If you’re one of those people belonging to a generation that grew up with the “be above the influence” commercials than Kirsten Dunst is considered to be a bad woman in your eyes. While filming her new movie Woodshock she “accidentally” smoked an entire joint. Which is practically impossible to do the same way you accidentally slip and fall into sexual intercourse. Both situations require your fully aware and conscious efforts. But Kirsten is claiming there was real marijuana mixed in with prop marijuana just for laughs by the people who rolled them. So basically she lost a game of Russian reefer roulette that she didn’t know she was playing. Dunst got so high they had to stop filming and send her home.
Dunst had been doing several takes of a scene where her character smokes pot. She hadn’t eaten much that day, and she went back to her room to rest. That’s when she started to feel like “I was losing my mind.” She began pacing and called her director to tell her that she needed to go to the hospital. “I’m shaking. I’m hot. I’m just flipping out,” the Spider-Man actress said.
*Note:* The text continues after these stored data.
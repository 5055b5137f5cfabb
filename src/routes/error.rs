// API error responses. Every failure renders the same JSON shape:
// {error, details, error_code, timestamp, status_code}.

use axum::Json;
use axum::http::{HeaderValue, StatusCode, header};
use axum::response::{IntoResponse, Response};
use thiserror::Error;

use super::params::format_iso8601;

#[derive(Debug, Error)]
#[error("{message}")]
pub struct ApiError {
    pub status: StatusCode,
    pub code: &'static str,
    pub message: String,
    pub details: String,
    retry_after_secs: Option<u64>,
}

impl ApiError {
    pub fn bad_request(
        code: &'static str,
        message: impl Into<String>,
        details: impl Into<String>,
    ) -> Self {
        Self {
            status: StatusCode::BAD_REQUEST,
            code,
            message: message.into(),
            details: details.into(),
            retry_after_secs: None,
        }
    }

    pub fn rate_limited(retry_after_secs: u64) -> Self {
        Self {
            status: StatusCode::TOO_MANY_REQUESTS,
            code: "RATE_LIMIT_EXCEEDED",
            message: "Rate limit exceeded".into(),
            details: "Too many requests; retry after the indicated delay".into(),
            retry_after_secs: Some(retry_after_secs.max(1)),
        }
    }

    pub fn service_unavailable(message: impl Into<String>, details: impl Into<String>) -> Self {
        Self {
            status: StatusCode::SERVICE_UNAVAILABLE,
            code: "STORAGE_UNAVAILABLE",
            message: message.into(),
            details: details.into(),
            retry_after_secs: None,
        }
    }

    pub fn internal(details: impl Into<String>) -> Self {
        Self {
            status: StatusCode::INTERNAL_SERVER_ERROR,
            code: "INTERNAL_ERROR",
            message: "Internal server error".into(),
            details: details.into(),
            retry_after_secs: None,
        }
    }
}

impl From<anyhow::Error> for ApiError {
    fn from(err: anyhow::Error) -> Self {
        tracing::warn!(error = %err, "request failed");
        Self::internal("An unexpected error occurred while processing the request")
    }
}

impl IntoResponse for ApiError {
    fn into_response(self) -> Response {
        let body = serde_json::json!({
            "error": self.message,
            "details": self.details,
            "error_code": self.code,
            "timestamp": format_iso8601(chrono::Utc::now()),
            "status_code": self.status.as_u16(),
        });
        let mut response = (self.status, Json(body)).into_response();
        if let Some(secs) = self.retry_after_secs
            && let Ok(value) = HeaderValue::from_str(&secs.to_string())
        {
            response.headers_mut().insert(header::RETRY_AFTER, value);
        }
        response
    }
}

/// 404 fallback listing the available endpoints.
pub(super) async fn not_found(uri: axum::http::Uri) -> Response {
    let body = serde_json::json!({
        "error": "Requested endpoint not found",
        "error_code": "ENDPOINT_NOT_FOUND",
        "details": format!("The requested path '{}' is not available", uri.path()),
        "available_endpoints": [
            {"path": "/health", "method": "GET", "description": "Basic health status"},
            {"path": "/metrics", "method": "GET", "description": "Query statistics"},
            {"path": "/ready", "method": "GET", "description": "Readiness probe"},
            {"path": "/alive", "method": "GET", "description": "Liveness probe"},
            {"path": "/version", "method": "GET", "description": "Service name and version"},
            {"path": "/data/recent", "method": "GET", "description": "Recent sensor readings", "parameters": "?count=N (optional, default=100)"},
            {"path": "/data/range", "method": "GET", "description": "Sensor readings in time range", "parameters": "?start=TIME&end=TIME (required, ISO 8601 format)"},
            {"path": "/data/aggregates", "method": "GET", "description": "Aggregated statistics", "parameters": "?start=TIME&end=TIME&interval=INTERVAL (start/end required, interval optional)"},
            {"path": "/data/info", "method": "GET", "description": "Database information and statistics"},
        ],
        "timestamp": format_iso8601(chrono::Utc::now()),
        "status_code": 404,
    });
    (StatusCode::NOT_FOUND, Json(body)).into_response()
}

/// 405 for known paths hit with a method other than GET.
pub(super) async fn method_not_allowed() -> Response {
    let body = serde_json::json!({
        "error": "Method not allowed",
        "error_code": "METHOD_NOT_ALLOWED",
        "details": "Only GET is supported",
        "timestamp": format_iso8601(chrono::Utc::now()),
        "status_code": 405,
    });
    (StatusCode::METHOD_NOT_ALLOWED, Json(body)).into_response()
}
// Worker integration test: spawn sampler, tick, shutdown, assert readings flushed

use std::sync::Arc;

use sensord::reading_repo::ReadingRepo;
use sensord::sensor::SimulatedScd40;
use sensord::worker::{WorkerConfig, WorkerDeps, spawn};

#[tokio::test]
async fn worker_samples_and_final_flush_persists_readings() {
    let dir = tempfile::TempDir::new().unwrap();
    let db_path = dir.path().join("readings.db");
    let reading_repo = Arc::new(
        ReadingRepo::connect(db_path.to_str().unwrap(), 2, 7)
            .await
            .unwrap(),
    );
    reading_repo.init().await.unwrap();

    let (shutdown_tx, shutdown_rx) = tokio::sync::oneshot::channel();
    let deps = WorkerDeps {
        source: Arc::new(SimulatedScd40::new()),
        reading_repo: reading_repo.clone(),
        shutdown_rx,
    };
    // flush_rate high enough that only the shutdown flush persists
    let config = WorkerConfig {
        sample_interval_ms: 25,
        flush_rate: 1000,
        flush_interval_secs: 3600,
        prune_interval_secs: 3600,
        stats_log_interval_secs: 3600,
    };

    let worker_handle = spawn(deps, config);
    tokio::time::sleep(tokio::time::Duration::from_millis(150)).await;
    let _ = shutdown_tx.send(());
    worker_handle.await.unwrap();

    let recent = reading_repo.get_recent_readings(100).await.unwrap();
    assert!(
        !recent.is_empty(),
        "worker should have flushed at least one reading on shutdown"
    );
}

#[tokio::test]
async fn worker_flushes_when_buffer_reaches_flush_rate() {
    let dir = tempfile::TempDir::new().unwrap();
    let db_path = dir.path().join("readings.db");
    let reading_repo = Arc::new(
        ReadingRepo::connect(db_path.to_str().unwrap(), 2, 7)
            .await
            .unwrap(),
    );
    reading_repo.init().await.unwrap();

    let (shutdown_tx, shutdown_rx) = tokio::sync::oneshot::channel();
    let deps = WorkerDeps {
        source: Arc::new(SimulatedScd40::new()),
        reading_repo: reading_repo.clone(),
        shutdown_rx,
    };
    let config = WorkerConfig {
        sample_interval_ms: 10,
        flush_rate: 2,
        flush_interval_secs: 3600,
        prune_interval_secs: 3600,
        stats_log_interval_secs: 3600,
    };

    let worker_handle = spawn(deps, config);
    tokio::time::sleep(tokio::time::Duration::from_millis(200)).await;

    let before_shutdown = reading_repo.get_recent_readings(100).await.unwrap();
    let _ = shutdown_tx.send(());
    worker_handle.await.unwrap();

    assert!(
        before_shutdown.len() >= 2,
        "worker should flush while running once flush_rate is reached"
    );
}
// GET handlers: version, health, liveness/readiness probes, metrics

use axum::extract::State;
use axum::http::StatusCode;
use axum::response::IntoResponse;

use super::AppState;
use crate::version::{NAME, VERSION};

/// GET /version: service name and version (from Cargo.toml at build time).
pub(super) async fn version_handler() -> impl IntoResponse {
    axum::Json(serde_json::json!({
        "name": NAME,
        "version": VERSION,
    }))
}

/// GET /health: basic health status plus storage reachability.
pub(super) async fn health_handler(State(state): State<AppState>) -> impl IntoResponse {
    let storage_healthy = state.reading_repo.is_healthy().await;
    let status = if storage_healthy { "HEALTHY" } else { "DEGRADED" };
    axum::Json(serde_json::json!({
        "status": status,
        "operational": storage_healthy,
        "storage_healthy": storage_healthy,
        "timestamp": chrono::Utc::now().timestamp(),
    }))
}

/// GET /alive: liveness probe, answers as long as the server is up.
pub(super) async fn alive_handler(State(state): State<AppState>) -> impl IntoResponse {
    axum::Json(serde_json::json!({
        "alive": true,
        "timestamp": chrono::Utc::now().timestamp(),
        "uptime_seconds": state.started_at.elapsed().as_secs(),
    }))
}

/// GET /ready: readiness probe, 503 until storage answers.
pub(super) async fn ready_handler(State(state): State<AppState>) -> impl IntoResponse {
    if state.reading_repo.is_healthy().await {
        (
            StatusCode::OK,
            axum::Json(serde_json::json!({"ready": true, "status": "HEALTHY"})),
        )
    } else {
        (
            StatusCode::SERVICE_UNAVAILABLE,
            axum::Json(serde_json::json!({"ready": false, "status": "DEGRADED"})),
        )
    }
}

/// GET /metrics: per-endpoint query statistics from the shared registry.
pub(super) async fn metrics_handler(State(state): State<AppState>) -> impl IntoResponse {
    axum::Json(state.query_stats.snapshot())
}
When Kimmel asked how the real pot got there, Dunst said, “Well, they had locals roll the joints for us, and they just threw some in for fun.” “I was like crying, laughing, eating a peanut butter sandwich,” she later continued. “I couldn’t film anymore. They sent me home. I was a total mess. I’ve never been that stoned in my entire life.”
It takes a special breed of person to be a functional pot-head. Marijuana isn’t exactly the best option when you’re trying to remember lines for a movie. Or do anything more productive than overeat. The movie Woodshock is about a woman who is overly paranoid after doing drugs. Kristen really got into character. But I don’t need to pay money for that plot. If I wanted to see paranoid people on drugs I could easily pull into the parking lot of any McDonalds at 2 a.m. and save the price of a movie ticket.